-------- Provided entries
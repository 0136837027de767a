//! Template matching
//!
//! An artifact is resampled to the catalog's template canvas and compared
//! cell by cell with every template of every allowed character. The score
//! of a character is the fraction of agreeing cells averaged over all of
//! its font variants; the character with the highest average wins.
//!
//! Refinements applied on top of the plain score:
//!
//! - When punctuation wins, the punctuation characters are ranked again in
//!   line-relative form, so `,` and `'` differ by their height on the line
//! - Near ties are broken by shape traits measured on the artifact (holes
//!   and full-height edge strokes)
//! - A weak best match is rescored on 2x2 sub-blocks, ignoring the worst
//!   block, which tolerates local noise
//!
//! A character is always chosen; there is no "unknown" result.

use glyphscan_core::{Artifact, Band, Bands, BitGrid, GlyphMatch, Rect};
use glyphscan_region::count_enclosures;

use crate::catalog::{CharacterDefinition, CharacterDefinitions, LineMetrics, Template};
use crate::charset::AllowedCharacters;
use crate::error::{RecogError, RecogResult};

/// Default minimum score below which sub-block rescoring is tried
pub const DEFAULT_MATCHING_THRESHOLD: f64 = 0.4;

/// Scores this close to the best are decided by shape traits
pub const TIE_TOLERANCE: f64 = 0.01;

/// Best match for one artifact
#[derive(Debug, Clone, PartialEq)]
pub struct ScoreMatch {
    /// Chosen character
    pub character: char,
    /// Index of the best-scoring template of the character, `None` for a space
    pub template_index: Option<usize>,
    /// Font of that template
    pub font: Option<String>,
    /// Aggregate score in `[0, 1]`
    pub score: f64,
}

impl ScoreMatch {
    fn space() -> Self {
        Self {
            character: ' ',
            template_index: None,
            font: None,
            score: 1.0,
        }
    }

    /// Convert into the match record stored on an artifact
    pub fn to_glyph_match(&self) -> GlyphMatch {
        GlyphMatch {
            character: self.character,
            font: self.font.clone(),
            score: self.score,
        }
    }
}

/// Options for matching
#[derive(Debug, Clone)]
pub struct MatchOptions {
    /// Scores below this trigger sub-block rescoring
    pub threshold: f64,
    /// Characters that may be emitted
    pub allowed: AllowedCharacters,
    /// Enable sub-block rescoring of weak matches
    pub retry_sub_blocks: bool,
}

impl Default for MatchOptions {
    fn default() -> Self {
        Self {
            threshold: DEFAULT_MATCHING_THRESHOLD,
            allowed: AllowedCharacters::All,
            retry_sub_blocks: true,
        }
    }
}

impl MatchOptions {
    /// Set the matching threshold
    pub fn with_threshold(mut self, threshold: f64) -> Self {
        self.threshold = threshold;
        self
    }

    /// Set the allowed characters
    pub fn with_allowed(mut self, allowed: AllowedCharacters) -> Self {
        self.allowed = allowed;
        self
    }

    /// Enable or disable sub-block rescoring
    pub fn with_retry_sub_blocks(mut self, retry: bool) -> Self {
        self.retry_sub_blocks = retry;
        self
    }

    /// Validate the options
    pub fn validate(&self) -> RecogResult<()> {
        if !(0.0..=1.0).contains(&self.threshold) {
            return Err(RecogError::InvalidParameter(format!(
                "threshold must be in [0, 1], got {}",
                self.threshold
            )));
        }
        Ok(())
    }
}

/// Vertical extent of a text line in image coordinates
#[derive(Debug, Clone, Copy, PartialEq, Eq)]
pub struct LineBox {
    pub top: i32,
    pub bottom: i32,
}

impl LineBox {
    /// Estimate the glyph-cell extent of a band
    ///
    /// The baseline is the most common bottom edge of the band's glyphs.
    /// The line runs from the band top to the baseline, extended by the
    /// catalog's cell-to-body ratio so descender room matches the
    /// templates.
    pub fn of_band(band: &Band, metrics: &LineMetrics) -> Self {
        let bounds = band.bounds();
        let fallback = Self {
            top: bounds.y,
            bottom: bounds.bottom(),
        };

        let mut bottoms: Vec<i32> = band
            .artifacts()
            .iter()
            .filter(|a| !a.is_space())
            .map(|a| a.bounds().bottom())
            .collect();
        if bottoms.is_empty() || metrics.body_rows == 0 {
            return fallback;
        }
        bottoms.sort_unstable();

        // Most frequent bottom edge; the lower edge wins a tie
        let mut baseline = bottoms[0];
        let mut best_run = 0;
        let mut run = 0;
        for (i, &b) in bottoms.iter().enumerate() {
            run = if i > 0 && bottoms[i - 1] == b { run + 1 } else { 1 };
            if run >= best_run {
                best_run = run;
                baseline = b;
            }
        }

        let body = (baseline - bounds.y) as i64;
        if body <= 0 {
            return fallback;
        }
        let cell = metrics.cell_rows as i64;
        let rows = metrics.body_rows as i64;
        let height = (2 * body * cell + rows) / (2 * rows);
        Self {
            top: bounds.y,
            bottom: bounds.y + height as i32,
        }
    }
}

/// Shape traits measured on an artifact
#[derive(Debug, Clone, Copy, PartialEq, Eq)]
pub struct MeasuredTraits {
    pub enclosures: u32,
    pub line_left: bool,
    pub line_right: bool,
}

/// Measure holes and edge strokes of an artifact
///
/// An edge counts as a stroke when its column is at least 80% set.
pub fn measure_traits(artifact: &Artifact) -> RecogResult<MeasuredTraits> {
    let grid = artifact.grid();
    let Some(tight) = grid.tight_bounds() else {
        return Ok(MeasuredTraits {
            enclosures: 0,
            line_left: false,
            line_right: false,
        });
    };
    let trimmed = grid.crop(&tight);
    let counts = trimmed.column_counts();
    let rows = trimmed.rows();
    let full = |count: u32| count * 5 >= rows * 4;

    Ok(MeasuredTraits {
        enclosures: count_enclosures(&trimmed)?,
        line_left: counts.first().is_some_and(|&c| full(c)),
        line_right: counts.last().is_some_and(|&c| full(c)),
    })
}

fn trait_agreement(definition: &CharacterDefinition, measured: &MeasuredTraits) -> u32 {
    let traits = definition.traits();
    u32::from(traits.enclosures == measured.enclosures)
        + u32::from(traits.line_left == measured.line_left)
        + u32::from(traits.line_right == measured.line_right)
}

#[derive(Clone, Copy)]
struct Candidate<'a> {
    definition: &'a CharacterDefinition,
    score: f64,
    template_index: usize,
}

/// Which normalized form of the templates to compare against
#[derive(Debug, Clone, Copy, PartialEq, Eq)]
enum Form {
    Centered,
    InLine,
}

fn template_grid(template: &Template, form: Form) -> Option<&BitGrid> {
    match form {
        Form::Centered => Some(&template.grid),
        Form::InLine => template.line_grid.as_ref(),
    }
}

/// Average score over the templates of a definition, and the best template
///
/// Returns `None` when the definition has no template in the given form.
fn score_definition<F>(
    definition: &CharacterDefinition,
    form: Form,
    mut score: F,
) -> RecogResult<Option<(f64, usize)>>
where
    F: FnMut(&BitGrid) -> RecogResult<f64>,
{
    let mut total = 0.0;
    let mut count = 0;
    let mut best = (f64::MIN, 0);
    for (i, template) in definition.templates().iter().enumerate() {
        let Some(grid) = template_grid(template, form) else {
            continue;
        };
        let s = score(grid)?;
        total += s;
        count += 1;
        if s > best.0 {
            best = (s, i);
        }
    }
    Ok((count > 0).then(|| (total / count as f64, best.1)))
}

/// Score on 2x2 blocks, averaging the best three
fn sub_block_score(shape: &BitGrid, template: &BitGrid) -> RecogResult<f64> {
    let (cols, rows) = (shape.cols() as i32, shape.rows() as i32);
    let (hc, hr) = (cols / 2, rows / 2);
    let blocks = [
        Rect::new_unchecked(0, 0, hc, hr),
        Rect::new_unchecked(hc, 0, cols - hc, hr),
        Rect::new_unchecked(0, hr, hc, rows - hr),
        Rect::new_unchecked(hc, hr, cols - hc, rows - hr),
    ];
    let mut scores = Vec::with_capacity(blocks.len());
    for block in &blocks {
        scores.push(shape.xnor_ratio_in(template, block)?);
    }
    scores.sort_by(|a, b| b.total_cmp(a));
    Ok(scores[..3].iter().sum::<f64>() / 3.0)
}

fn score_all<'a, F>(
    definitions: &[&'a CharacterDefinition],
    form: Form,
    mut score: F,
) -> RecogResult<Vec<Candidate<'a>>>
where
    F: FnMut(&BitGrid) -> RecogResult<f64>,
{
    let mut candidates = Vec::with_capacity(definitions.len());
    for &definition in definitions {
        if let Some((score, template_index)) = score_definition(definition, form, &mut score)? {
            candidates.push(Candidate {
                definition,
                score,
                template_index,
            });
        }
    }
    Ok(candidates)
}

/// Pick the best candidate; the earliest wins an exact tie
fn best_of<'a>(candidates: &[Candidate<'a>]) -> Option<Candidate<'a>> {
    let mut best: Option<Candidate<'a>> = None;
    for &c in candidates {
        if best.is_none_or(|b| c.score > b.score) {
            best = Some(c);
        }
    }
    best
}

/// Rank definitions against one normalized shape
///
/// Near ties are resolved by trait agreement, then by score, so the winner
/// need not hold the highest aggregate score. A weak winner triggers
/// sub-block rescoring of the same definitions.
fn rank<'a>(
    artifact: &Artifact,
    shape: &BitGrid,
    definitions: &[&'a CharacterDefinition],
    form: Form,
    options: &MatchOptions,
) -> RecogResult<Option<Candidate<'a>>> {
    let candidates = score_all(definitions, form, |t| Ok(shape.xnor_ratio(t)?))?;
    let Some(best) = best_of(&candidates) else {
        return Ok(None);
    };

    let mut chosen = best;
    let close: Vec<Candidate> = candidates
        .iter()
        .copied()
        .filter(|c| best.score - c.score <= TIE_TOLERANCE)
        .collect();
    if close.len() > 1 {
        let measured = measure_traits(artifact)?;
        for c in close {
            let ours = trait_agreement(c.definition, &measured);
            let theirs = trait_agreement(chosen.definition, &measured);
            if ours > theirs || (ours == theirs && c.score > chosen.score) {
                chosen = c;
            }
        }
    }

    if chosen.score < options.threshold && options.retry_sub_blocks {
        let rescored = score_all(definitions, form, |t| sub_block_score(shape, t))?;
        if let Some(best) = best_of(&rescored) {
            log::trace!(
                "weak match {:?} ({:.3}) rescored as {:?} ({:.3})",
                chosen.definition.character(),
                chosen.score,
                best.definition.character(),
                best.score
            );
            chosen = best;
        }
    }
    Ok(Some(chosen))
}

/// Find the best character for an artifact
///
/// Every allowed character is first compared in centered form. When the
/// winner is punctuation and the text line is known, the punctuation
/// characters are ranked again in line-relative form.
///
/// # Arguments
///
/// * `artifact` - Artifact to recognize
/// * `line` - Extent of the artifact's text line; `None` skips the
///   line-relative pass
/// * `catalog` - Template catalog
/// * `options` - Matching options
///
/// # Returns
///
/// The best match. A space artifact gives `' '` with score 1. After the
/// trait tie-break and the line-relative punctuation pass, the returned
/// character is not always the one with the highest centered score.
///
/// # Errors
///
/// Returns an error if the options are invalid.
pub fn match_artifact(
    artifact: &Artifact,
    line: Option<&LineBox>,
    catalog: &CharacterDefinitions,
    options: &MatchOptions,
) -> RecogResult<ScoreMatch> {
    options.validate()?;
    if artifact.is_space() {
        return Ok(ScoreMatch::space());
    }

    let mut definitions: Vec<&CharacterDefinition> =
        catalog.iter().filter(|d| options.allowed.allows(d)).collect();
    if definitions.is_empty() {
        definitions = catalog.iter().collect();
    }

    let size = catalog.template_size();
    let shape = artifact.normalize(size.cols, size.rows);
    let Some(mut chosen) = rank(artifact, &shape, &definitions, Form::Centered, options)? else {
        return Err(RecogError::InvalidCatalog("catalog is empty".to_string()));
    };

    if let Some(line) = line
        && chosen.definition.traits().is_punctuation
    {
        let punctuation: Vec<&CharacterDefinition> = definitions
            .iter()
            .copied()
            .filter(|d| d.traits().is_punctuation)
            .collect();
        let line_shape = artifact.normalize_in_line(line.top, line.bottom, size.cols, size.rows);
        if let Some(c) = rank(artifact, &line_shape, &punctuation, Form::InLine, options)? {
            chosen = c;
        }
    }

    Ok(ScoreMatch {
        character: chosen.definition.character(),
        template_index: Some(chosen.template_index),
        font: chosen
            .definition
            .templates()
            .get(chosen.template_index)
            .map(|t| t.font.clone()),
        score: chosen.score,
    })
}

/// Match every unmatched artifact of every band and record the results
///
/// # Returns
///
/// The number of non-space artifacts matched.
pub fn recognize_bands(
    bands: &mut Bands,
    catalog: &CharacterDefinitions,
    options: &MatchOptions,
) -> RecogResult<usize> {
    options.validate()?;
    let metrics = catalog.line_metrics();
    let mut matched = 0;
    for band in bands.iter_mut() {
        let line = LineBox::of_band(band, &metrics);
        for artifact in band.artifacts_mut() {
            if artifact.is_matched() {
                continue;
            }
            let m = match_artifact(artifact, Some(&line), catalog, options)?;
            if !artifact.is_space() {
                log::trace!(
                    "{:?} -> {:?} ({:.3})",
                    artifact.bounds(),
                    m.character,
                    m.score
                );
                matched += 1;
            }
            artifact.assign(m.to_glyph_match())?;
        }
    }
    Ok(matched)
}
----------------
The problem - In the records above, each line with the string "wins" should be copied.

Task answer -
//! its font variants; the character with the highest average wins.
//! - When punctuation wins, the punctuation characters are ranked again in
        // Most frequent bottom edge; the lower edge wins a tie
/// Pick the best candidate; the earliest wins an exact tie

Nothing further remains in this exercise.